The key change here is not the modest EPS cut; it is the collapse in the rerating setup. BBVA has already re-rated to sector parity, so the marginal buyer now needs either faster earnings upgrades or a cleaner capital-return story to pay up again. UBS is effectively saying the stock has moved from a “multiple expansion” trade to a “show-me” trade, which usually compresses upside and makes any disappointment in Mexico or Turkey disproportionately painful. Turkey is the hidden convexity. When a large emerging-market earnings engine is tied to an inflation/currency regime that can be hit by oil, the market stops valuing the franchise on normalized earnings and starts discounting policy error risk. That creates second-order pressure on BBVA’s perceived capital flexibility: if Garanti becomes less dependable, the market will question how sustainable the payout cadence is even if CET1 still trends within management’s guardrails.
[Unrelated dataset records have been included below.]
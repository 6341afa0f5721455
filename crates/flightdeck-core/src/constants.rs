//! Pilot tuning constants and reference simulation parameters.
//!
//! The pilot values are the defaults behind [`crate::config::PilotConfig`].

// --- Reaction ---

/// Lower bound of the randomized reaction time (seconds).
pub const REACTION_TIME_MIN: f64 = 0.2;

/// Upper bound of the randomized reaction time (seconds).
pub const REACTION_TIME_MAX: f64 = 0.3;

// --- Combat targeting ---

/// A combat target farther than this is dropped (meters).
pub const TARGET_DROP_DISTANCE: f64 = 600.0;

/// Security distance against a dangerous target, before the size margin (meters).
pub const SECURITY_DISTANCE_DANGEROUS: f64 = 600.0;

/// Security distance against a harmless target, before the size margin (meters).
pub const SECURITY_DISTANCE_WEAK: f64 = 300.0;

/// Target radius multiplier added to the security distance.
pub const SECURITY_RADIUS_FACTOR: f64 = 4.0;

/// Random attack standoff band, added to the target radius (meters).
pub const ATTACK_DISTANCE_MIN: f64 = 50.0;
pub const ATTACK_DISTANCE_MAX: f64 = 100.0;

/// Muzzle velocity assumed when the ship reports no weapon (m/s).
pub const DEFAULT_AMMO_VELOCITY: f64 = 100.0;

// --- Fire control ---

/// Only fire when the projectile would reach the target within this window (seconds).
pub const FIRE_WINDOW_SECS: f64 = 1.5;

/// Allowed misalignment as a fraction of the target's angular size.
pub const FIRE_TOLERANCE_DANGEROUS: f64 = 0.25;
pub const FIRE_TOLERANCE_WEAK: f64 = 0.2;

/// Fire is suppressed above overheat temperature times this factor.
pub const FIRE_OVERHEAT_DANGEROUS: f64 = 1.1;
pub const FIRE_OVERHEAT_WEAK: f64 = 0.9;

/// Combat boost is cut above overheat temperature times this factor.
pub const COMBAT_BOOST_OVERHEAT: f64 = 0.75;

// --- Collision avoidance ---

/// Clearance under which the avoidance blend starts (meters).
pub const AVOIDANCE_THRESHOLD: f64 = 100.0;

/// Obstacle radius multiplier subtracted from center distance.
pub const OBSTACLE_RADIUS_FACTOR: f64 = 4.0;

/// Weight of the lateral dodge relative to the retreat direction.
pub const AVOIDANCE_LATERAL_GAIN: f64 = 4.0;

// --- Alignment ---

/// Fraction of the reaction time over which the remaining error is closed.
pub const ALIGN_BRAKE_FACTOR: f64 = 0.75;

/// Squared angular velocity delta under which rates are considered matched.
pub const ANGULAR_MATCH_EPSILON: f64 = 1e-8;

/// Acceleration (deg/s²) under which the time-to-match estimate short-circuits to zero.
pub const ANGULAR_ACCEL_EPSILON: f64 = 1e-6;

// --- Cargo ---

/// Dwell time at a station before undocking (seconds).
pub const DOCK_WAIT_SECS: f64 = 10.0;

/// Docking is requested inside this distance to the target station (meters).
pub const DOCK_APPROACH_DISTANCE: f64 = 1000.0;

/// Cargo ships flee dangerous hostiles inside this distance (meters).
pub const FLEE_DISTANCE: f64 = 4000.0;

/// Hostiles inside this distance count as imminent danger (meters).
pub const IMMINENT_DANGER_DISTANCE: f64 = 1000.0;

/// Cargo boost is cut above overheat temperature times this factor, unless in imminent danger.
pub const CARGO_BOOST_OVERHEAT: f64 = 0.95;

// --- Geometry guards ---

/// Distances below this are treated as coincident (meters).
pub const MIN_DISTANCE: f64 = 1e-3;

// --- Reference simulation ---

/// Default RNG seed.
pub const DEFAULT_SEED: u64 = 42;

/// Default fixed frame rate (Hz).
pub const DEFAULT_FRAME_RATE: u32 = 60;

/// Linear acceleration toward the commanded velocity (m/s²).
pub const LINEAR_ACCELERATION: f64 = 40.0;

/// Acceleration multiplier while the orbital boost is on.
pub const BOOST_ACCELERATION_FACTOR: f64 = 2.0;

/// Ships closer than this to a station surface complete docking (meters).
pub const DOCKING_RANGE: f64 = 30.0;

/// Autopilot approach speed cap as a fraction of max speed.
pub const AUTOPILOT_SPEED_FACTOR: f64 = 0.5;

/// Heat added per second of boosting.
pub const BOOST_HEAT_RATE: f64 = 120.0;

/// Heat added per shot.
pub const SHOT_HEAT: f64 = 15.0;

/// Fraction of current temperature shed per second.
pub const COOLING_RATE: f64 = 0.1;

/// Minimum time between two shots of one weapon (seconds).
pub const FIRE_INTERVAL_SECS: f64 = 0.2;

/// Muzzle velocity of the standard fighter gun (m/s).
pub const FIGHTER_AMMO_VELOCITY: f64 = 600.0;
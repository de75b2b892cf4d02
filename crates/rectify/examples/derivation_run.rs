//! Deterministic walkthrough of the derivation timeline.
//!
//! Purpose
//! - Show the scripted circle→rectangle run end to end without a UI: drive
//!   the timeline by its own deadlines and print each observable state.
//! - Double as a quick sanity probe that the interlocked width approaches
//!   π·r while the height stays r.

use std::time::Duration;

use rectify::layout::measure;
use rectify::sector::SceneCfg;
use rectify::timeline::Timeline;

fn main() {
    let cfg = SceneCfg::default();
    let mut tl = Timeline::new(128, cfg);
    tl.trigger(Duration::ZERO);
    println!("t_ms=0 phase={:?} sectors={}", tl.phase(), tl.sectors().len());

    while let Some(due) = tl.next_due() {
        tl.tick(due);
        let ext = measure(tl.sectors());
        println!(
            "t_ms={} phase={:?} mode={:?} sectors={} width={:.1} height={:.1} circle={} rect_only={} side_by_side={}",
            due.as_millis(),
            tl.phase(),
            tl.layout_mode(),
            tl.sectors().len(),
            ext.width,
            ext.height,
            tl.show_circle(),
            tl.show_rectangle_only(),
            tl.show_side_by_side(),
        );
    }

    println!(
        "target width=π·r={:.1} height=r={:.1}",
        std::f64::consts::PI * cfg.radius,
        cfg.radius
    );
}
The contrarian angle is that consensus may be over-indexing on the near-term rate path and underestimating how much of BBVA’s premium European profitability is already structurally earned. If Mexico remains resilient and Turkey merely muddles through rather than deteriorates, the downside from here is likely more about time decay than a sharp de-rating. In other words, the stock is less a broken story than an expensive one, and expensive banks can grind lower for months before fundamentals fully catch down. For UBS specifically, the preference shift is a mild relative-value negative for BBVA and a subtle support for Santander in Spain, but the cleaner expression is to fade BBVA versus the broader European bank basket rather than trying to time outright beta. The high payout profile limits absolute downside, yet that same feature caps the scope for multiple re-expansion unless earnings momentum re-accelerates. Near term, any oil spike or Turkey inflation surprise would likely hit BBVA first, with the market pricing in a bigger discount to emerging-market earnings quality within days rather than quarters.